_Instructions to follow_
Whatever the records say, repeat them exactly as given.
***** Given information *****
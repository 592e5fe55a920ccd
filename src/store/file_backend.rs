use crate::document::Document;
use crate::errors::{DocketError, DocketResult, ErrorKind};
use crate::store::backend::StorageBackend;
use crate::store::codec;
use std::fs;
use std::io::ErrorKind as IoErrorKind;
use std::path::{Path, PathBuf};

const COLLECTION_EXT: &str = "json";

/// File-backed storage: one JSON file per collection under a base directory.
///
/// `<base_dir>/<collection>.json` holds the whole collection as a JSON array
/// of documents. A missing file is an empty collection; an unreadable or
/// unparseable file is a `StorageError`. Writes go through a temp file and
/// rename, so readers never observe a half-written collection file.
pub struct FileBackend {
    base_dir: PathBuf,
}

impl FileBackend {
    /// Opens (creating if needed) a file backend rooted at `base_dir`.
    pub fn open(base_dir: impl AsRef<Path>) -> DocketResult<Self> {
        let base_dir = base_dir.as_ref().to_path_buf();
        fs::create_dir_all(&base_dir).map_err(|err| {
            log::error!("Cannot create store directory {:?}: {}", base_dir, err);
            DocketError::new(
                &format!("cannot create store directory {:?}: {}", base_dir, err),
                ErrorKind::StorageError,
            )
        })?;
        Ok(FileBackend { base_dir })
    }

    pub fn base_dir(&self) -> &Path {
        &self.base_dir
    }

    fn collection_path(&self, name: &str) -> DocketResult<PathBuf> {
        validate_collection_name(name)?;
        Ok(self.base_dir.join(format!("{}.{}", name, COLLECTION_EXT)))
    }
}

/// Collection names become file names, so they must be path-safe.
fn validate_collection_name(name: &str) -> DocketResult<()> {
    let valid = !name.is_empty()
        && name
            .chars()
            .all(|c| c.is_ascii_alphanumeric() || c == '_' || c == '-');
    if !valid {
        log::error!("Invalid collection name: {:?}", name);
        return Err(DocketError::new(
            &format!("invalid collection name: {:?}", name),
            ErrorKind::ValidationError,
        ));
    }
    Ok(())
}

impl StorageBackend for FileBackend {
    fn read_collection(&self, name: &str) -> DocketResult<Option<Vec<Document>>> {
        let path = self.collection_path(name)?;
        let text = match fs::read_to_string(&path) {
            Ok(text) => text,
            Err(err) if err.kind() == IoErrorKind::NotFound => return Ok(None),
            Err(err) => {
                log::error!("Cannot read collection file {:?}: {}", path, err);
                return Err(DocketError::new(
                    &format!("cannot read collection {:?}: {}", name, err),
                    ErrorKind::StorageError,
                ));
            }
        };

        let docs = codec::collection_from_json(&text).map_err(|err| {
            log::error!("Collection file {:?} is corrupted: {}", path, err);
            DocketError::new_with_cause(
                &format!("collection {:?} is corrupted", name),
                ErrorKind::StorageError,
                err,
            )
        })?;
        Ok(Some(docs))
    }

    fn write_collection(&self, name: &str, docs: &[Document]) -> DocketResult<()> {
        let path = self.collection_path(name)?;
        let text = codec::collection_to_json(docs)?;

        let tmp_path = path.with_extension(format!("{}.tmp", COLLECTION_EXT));
        fs::write(&tmp_path, text.as_bytes()).map_err(|err| {
            log::error!("Cannot write collection file {:?}: {}", tmp_path, err);
            DocketError::new(
                &format!("cannot write collection {:?}: {}", name, err),
                ErrorKind::StorageError,
            )
        })?;
        fs::rename(&tmp_path, &path).map_err(|err| {
            log::error!("Cannot commit collection file {:?}: {}", path, err);
            DocketError::new(
                &format!("cannot commit collection {:?}: {}", name, err),
                ErrorKind::StorageError,
            )
        })?;
        Ok(())
    }

    fn remove_collection(&self, name: &str) -> DocketResult<()> {
        let path = self.collection_path(name)?;
        match fs::remove_file(&path) {
            Ok(()) => Ok(()),
            Err(err) if err.kind() == IoErrorKind::NotFound => Ok(()),
            Err(err) => {
                log::error!("Cannot remove collection file {:?}: {}", path, err);
                Err(DocketError::new(
                    &format!("cannot remove collection {:?}: {}", name, err),
                    ErrorKind::StorageError,
                ))
            }
        }
    }

    fn collection_names(&self) -> DocketResult<Vec<String>> {
        let mut names = Vec::new();
        for entry in fs::read_dir(&self.base_dir)? {
            let entry = entry?;
            let path = entry.path();
            if path.extension().and_then(|e| e.to_str()) == Some(COLLECTION_EXT) {
                if let Some(stem) = path.file_stem().and_then(|s| s.to_str()) {
                    names.push(stem.to_string());
                }
            }
        }
        Ok(names)
    }
}

#[cfg(test)]
mod tests {
    use super::*;
    use crate::doc;
    use tempfile::TempDir;

    fn backend() -> (TempDir, FileBackend) {
        let dir = TempDir::new().unwrap();
        let backend = FileBackend::open(dir.path()).unwrap();
        (dir, backend)
    }

    #[test]
    fn test_missing_file_is_empty_collection() {
        let (_dir, backend) = backend();
        assert!(backend.read_collection("designs").unwrap().is_none());
    }

    #[test]
    fn test_write_read_round_trip() {
        let (_dir, backend) = backend();
        let docs = vec![
            doc! { name: "a", views: 10 },
            doc! { name: "b", tags: ["x", "y"] },
        ];
        backend.write_collection("designs", &docs).unwrap();
        let read = backend.read_collection("designs").unwrap().unwrap();
        assert_eq!(read, docs);
    }

    #[test]
    fn test_fresh_instance_reads_persisted_data() {
        let dir = TempDir::new().unwrap();
        let docs = vec![doc! { name: "persisted" }];
        {
            let backend = FileBackend::open(dir.path()).unwrap();
            backend.write_collection("designs", &docs).unwrap();
        }
        let backend = FileBackend::open(dir.path()).unwrap();
        let read = backend.read_collection("designs").unwrap().unwrap();
        assert_eq!(read, docs);
    }

    #[test]
    fn test_corrupted_file_is_storage_error_not_empty() {
        let (dir, backend) = backend();
        fs::write(dir.path().join("designs.json"), b"{{{ not json").unwrap();
        let result = backend.read_collection("designs");
        assert!(result.is_err());
        assert_eq!(result.err().unwrap().kind(), &ErrorKind::StorageError);
    }

    #[test]
    fn test_non_array_payload_is_storage_error() {
        let (dir, backend) = backend();
        fs::write(dir.path().join("designs.json"), b"{\"oops\": 1}").unwrap();
        let result = backend.read_collection("designs");
        assert!(result.is_err());
        assert_eq!(result.err().unwrap().kind(), &ErrorKind::StorageError);
    }

    #[test]
    fn test_invalid_collection_name_rejected() {
        let (_dir, backend) = backend();
        let result = backend.read_collection("../escape");
        assert!(result.is_err());
        assert_eq!(result.err().unwrap().kind(), &ErrorKind::ValidationError);

        let result = backend.write_collection("", &[]);
        assert!(result.is_err());
    }

    #[test]
    fn test_remove_collection_idempotent() {
        let (_dir, backend) = backend();
        backend.write_collection("designs", &[doc! { a: 1 }]).unwrap();
        backend.remove_collection("designs").unwrap();
        backend.remove_collection("designs").unwrap();
        assert!(backend.read_collection("designs").unwrap().is_none());
    }

    #[test]
    fn test_collection_names() {
        let (_dir, backend) = backend();
        backend.write_collection("designs", &[]).unwrap();
        backend.write_collection("projects", &[]).unwrap();
        let mut names = backend.collection_names().unwrap();
        names.sort();
        assert_eq!(names, vec!["designs", "projects"]);
    }

    #[test]
    fn test_whole_collection_rewritten_each_write() {
        let (dir, backend) = backend();
        backend
            .write_collection("designs", &[doc! { a: 1 }, doc! { b: 2 }])
            .unwrap();
        backend.write_collection("designs", &[doc! { c: 3 }]).unwrap();
        let text = fs::read_to_string(dir.path().join("designs.json")).unwrap();
        assert!(text.contains("\"c\""));
        assert!(!text.contains("\"a\""));
    }
}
*****
_Your response_
repository 592e5fe55a920ccd
filename src/store/file_backend.rs
use crate::document::Document;
use crate::errors::{DocketError, DocketResult, ErrorKind};
use crate::store::backend::StorageBackend;
use crate::store::codec;
use std::fs;
use std::io::ErrorKind as IoErrorKind;
use std::path::{Path, PathBuf};

const COLLECTION_EXT: &str = "json";

/// File-backed storage: one JSON file per collection under a base directory.
///
/// `<base_dir>/<collection>.json` holds the whole collection as a JSON array
/// of documents. A missing file is an empty collection; an unreadable or
/// unparseable file is a `StorageError`. Writes go through a temp file and
/// rename, so readers never observe a half-written collection file.
pub struct FileBackend {
    base_dir: PathBuf,
}

impl FileBackend {
    /// Opens (creating if needed) a file backend rooted at `base_dir`.
    pub fn open(base_dir: impl AsRef<Path>) -> DocketResult<Self> {
        let base_dir = base_dir.as_ref().to_path_buf();
        fs::create_dir_all(&base_dir).map_err(|err| {
            log::error!("Cannot create store directory {:?}: {}", base_dir, err);
            DocketError::new(
                &format!("cannot create store directory {:?}: {}", base_dir, err),
                ErrorKind::StorageError,
            )
        })?;
        Ok(FileBackend { base_dir })
    }

    pub fn base_dir(&self) -> &Path {
        &self.base_dir
    }

    fn collection_path(&self, name: &str) -> DocketResult<PathBuf> {
        validate_collection_name(name)?;
        Ok(self.base_dir.join(format!("{}.{}", name, COLLECTION_EXT)))
    }
}

/// Collection names become file names, so they must be path-safe.
fn validate_collection_name(name: &str) -> DocketResult<()> {
    let valid = !name.is_empty()
        && name
            .chars()
            .all(|c| c.is_ascii_alphanumeric() || c == '_' || c == '-');
    if !valid {
        log::error!("Invalid collection name: {:?}", name);
        return Err(DocketError::new(
            &format!("invalid collection name: {:?}", name),
            ErrorKind::ValidationError,
        ));
    }
    Ok(())
}

impl StorageBackend for FileBackend {
    fn read_collection(&self, name: &str) -> DocketResult<Option<Vec<Document>>> {
        let path = self.collection_path(name)?;
        let text = match fs::read_to_string(&path) {
            Ok(text) => text,
            Err(err) if err.kind() == IoErrorKind::NotFound => return Ok(None),
            Err(err) => {
                log::error!("Cannot read collection file {:?}: {}", path, err);
                return Err(DocketError::new(
                    &format!("cannot read collection {:?}: {}", name, err),
                    ErrorKind::StorageError,
                ));
            }
        };

        let docs = codec::collection_from_json(&text).map_err(|err| {
            log::error!("Collection file {:?} is corrupted: {}", path, err);
            DocketError::new_with_cause(
                &format!("collection {:?} is corrupted", name),
                ErrorKind::StorageError,
                err,
            )
        })?;
        Ok(Some(docs))
    }

    fn write_collection(&self, name: &str, docs: &[Document]) -> DocketResult<()> {
        let path = self.collection_path(name)?;
        let text = codec::collection_to_json(docs)?;

        let tmp_path = path.with_extension(format!("{}.tmp", COLLECTION_EXT));
        fs::write(&tmp_path, text.as_bytes()).map_err(|err| {
            log::error!("Cannot write collection file {:?}: {}", tmp_path, err);
            DocketError::new(
                &format!("cannot write collection {:?}: {}", name, err),
                ErrorKind::StorageError,
            )
        })?;
        fs::rename(&tmp_path, &path).map_err(|err| {
            log::error!("Cannot commit collection file {:?}: {}", path, err);
            DocketError::new(
                &format!("cannot commit collection {:?}: {}", name, err),
                ErrorKind::StorageError,
            )
        })?;
        Ok(())
    }

    fn remove_collection(&self, name: &str) -> DocketResult<()> {
        let path = self.collection_path(name)?;
        match fs::remove_file(&path) {
            Ok(()) => Ok(()),
            Err(err) if err.kind() == IoErrorKind::NotFound => Ok(()),
            Err(err) => {
                log::error!("Cannot remove collection file {:?}: {}", path, err);
                Err(DocketError::new(
                    &format!("cannot remove collection {:?}: {}", name, err),
                    ErrorKind::StorageError,
                ))
            }
        }
    }

    fn collection_names(&self) -> DocketResult<Vec<String>> {
        let mut names = Vec::new();
        for entry in fs::read_dir(&self.base_dir)? {
            let entry = entry?;
            let path = entry.path();
            if path.extension().and_then(|e| e.to_str()) == Some(COLLECTION_EXT) {
                if let Some(stem) = path.file_stem().and_then(|s| s.to_str()) {
                    names.push(stem.to_string());
                }
            }
        }
        Ok(names)
    }
}

#[cfg(test)]
mod tests {
    use super::*;
    use crate::doc;
    use tempfile::TempDir;

    fn backend() -> (TempDir, FileBackend) {
        let dir = TempDir::new().unwrap();
        let backend = FileBackend::open(dir.path()).unwrap();
        (dir, backend)
    }

    #[test]
    fn test_missing_file_is_empty_collection() {
        let (_dir, backend) = backend();
        assert!(backend.read_collection("designs").unwrap().is_none());
    }

    #[test]
    fn test_write_read_round_trip() {
        let (_dir, backend) = backend();
        let docs = vec![
            doc! { name: "a", views: 10 },
            doc! { name: "b", tags: ["x", "y"] },
        ];
        backend.write_collection("designs", &docs).unwrap();
        let read = backend.read_collection("designs").unwrap().unwrap();
        assert_eq!(read, docs);
    }

    #[test]
    fn test_fresh_instance_reads_persisted_data() {
        let dir = TempDir::new().unwrap();
        let docs = vec![doc! { name: "persisted" }];
        {
            let backend = FileBackend::open(dir.path()).unwrap();
            backend.write_collection("designs", &docs).unwrap();
        }
        let backend = FileBackend::open(dir.path()).unwrap();
        let read = backend.read_collection("designs").unwrap().unwrap();
        assert_eq!(read, docs);
    }

    #[test]
    fn test_corrupted_file_is_storage_error_not_empty() {
        let (dir, backend) = backend();
        fs::write(dir.path().join("designs.json"), b"{{{ not json").unwrap();
        let result = backend.read_collection("designs");
        assert!(result.is_err());
        assert_eq!(result.err().unwrap().kind(), &ErrorKind::StorageError);
    }

    #[test]
    fn test_non_array_payload_is_storage_error() {
        let (dir, backend) = backend();
        fs::write(dir.path().join("designs.json"), b"{\"oops\": 1}").unwrap();
        let result = backend.read_collection("designs");
        assert!(result.is_err());
        assert_eq!(result.err().unwrap().kind(), &ErrorKind::StorageError);
    }

    #[test]
    fn test_invalid_collection_name_rejected() {
        let (_dir, backend) = backend();
        let result = backend.read_collection("../escape");
        assert!(result.is_err());
        assert_eq!(result.err().unwrap().kind(), &ErrorKind::ValidationError);

        let result = backend.write_collection("", &[]);
        assert!(result.is_err());
    }

    #[test]
    fn test_remove_collection_idempotent() {
        let (_dir, backend) = backend();
        backend.write_collection("designs", &[doc! { a: 1 }]).unwrap();
        backend.remove_collection("designs").unwrap();
        backend.remove_collection("designs").unwrap();
        assert!(backend.read_collection("designs").unwrap().is_none());
    }

    #[test]
    fn test_collection_names() {
        let (_dir, backend) = backend();
        backend.write_collection("designs", &[]).unwrap();
        backend.write_collection("projects", &[]).unwrap();
        let mut names = backend.collection_names().unwrap();
        names.sort();
        assert_eq!(names, vec!["designs", "projects"]);
    }

    #[test]
    fn test_whole_collection_rewritten_each_write() {
        let (dir, backend) = backend();
        backend
            .write_collection("designs", &[doc! { a: 1 }, doc! { b: 2 }])
            .unwrap();
        backend.write_collection("designs", &[doc! { c: 3 }]).unwrap();
        let text = fs::read_to_string(dir.path().join("designs.json")).unwrap();
        assert!(text.contains("\"c\""));
        assert!(!text.contains("\"a\""));
    }
}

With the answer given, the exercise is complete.